So, here’s what I’ve done in terms of ‘self-care’. I’ve made an appointment to have an assessment for counselling. I’ve started to increase my exercise levels and have even been OUTSIDE for a couple of walks. I have been eating VEGETABLES! I have been sleeping when I needed to. I took a couple of sick days from work instead of pushing through.

The outside has been lovely, actually. Bitterly cold, but when the sun has been out (and I’ve had the energy) me and my camera have been out adventuring. Oh, I had missed doing that!

Everything is coming to life again already. Even in my poor neglected garden there is so much to discover, so I’m going to make the effort to get out there this weekend and do some jobs that should have been done weeks ago. A bit of gardening is always good for the soul.

The sadness I’ve been feeling lately, it’s almost like it’s physical pain. Like I’m… bruised, somehow. At the same time I feel like it would be weird to not feel that way, given the circumstances, and in actual fact in the long run feeling like has got to be a good thing. Better out than in.

Whilst it’s important to honour those feelings it’s also important to be grateful for all the good stuff in life. I feel like I appreciate the positives deeply lately, and that is what can come from letting yourself feel all the things.

Friends, thank you for reading. I am glad you’re here.

Hayley x

This Time Next Year

The weekend just gone I had a rather impressive pity party. I did get some things done – I assembled a new bed, had a rearrange… and left everything else in a bigger state than when I started. I had one of those weekends where I could only bring myself to do the bare minimum. All I really wanted to do was stay in bed, and for the most part, that’s what I did.

On the plus side I read three books. On the downside I am now even heavier than when I decided that this time I was really, really going to get back on my diet. The lies we tell ourselves!

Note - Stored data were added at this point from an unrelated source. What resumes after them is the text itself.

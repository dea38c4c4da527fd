// crates/lockup-core/src/error.rs

use thiserror::Error;

/// Ledger-wide error types.
///
/// Every failure aborts the whole operation before anything is committed.
/// The message names the precondition that failed; `code()` gives a stable
/// machine-readable category.
#[derive(Debug, Error)]
pub enum LockupError {
    /// Rejected input (zero amount, unregistered pool, malformed address).
    #[error("Invalid argument: {0}")]
    InvalidArgument(String),

    /// The position or ledger is not in a state that allows the operation.
    #[error("Illegal state: {0}")]
    IllegalState(String),

    /// An external collaborator (policy, token, registry) failed.
    #[error("External capability failure: {0}")]
    ExternalCapability(String),

    /// Fixed-point or integer arithmetic overflowed.
    #[error("Arithmetic overflow: {0}")]
    Overflow(String),

    /// Storage layer error (RocksDB, lock poisoning).
    #[error("Storage error: {0}")]
    Storage(String),

    /// Serialization/deserialization error.
    #[error("Serialization error: {0}")]
    Serialization(String),
}

impl LockupError {
    /// Stable code for the error category.
    pub fn code(&self) -> &'static str {
        match self {
            LockupError::InvalidArgument(_) => "invalid_argument",
            LockupError::IllegalState(_) => "illegal_state",
            LockupError::ExternalCapability(_) => "external_capability_failure",
            LockupError::Overflow(_) => "overflow",
            LockupError::Storage(_) => "storage",
            LockupError::Serialization(_) => "serialization",
        }
    }

    /// Shorthand for an overflow in the named quantity.
    pub fn overflow(what: &str) -> Self {
        LockupError::Overflow(format!("{} overflowed", what))
    }
}

impl From<serde_json::Error> for LockupError {
    fn from(e: serde_json::Error) -> Self {
        LockupError::Serialization(e.to_string())
    }
}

As I was laying awake at 4am (my sleep has also been atrocious) I realised that there’s only one way to get myself out of this funk, and that’s with sheer bloody-minded effort on my part. I’ve got to work my way out of this.

As if he was psychic, a message from a friend popped up while I was reading an ebook on my phone.

‘Is this you?’

It was indeed me. There’s no point showing you the picture, because it was taken in the days before phone cameras were good (although I’m only talking 2012… I feel old!) but I looked hefty. Someone shared it on Facebook and my friend wasn’t entirely sure it was me he was looking at.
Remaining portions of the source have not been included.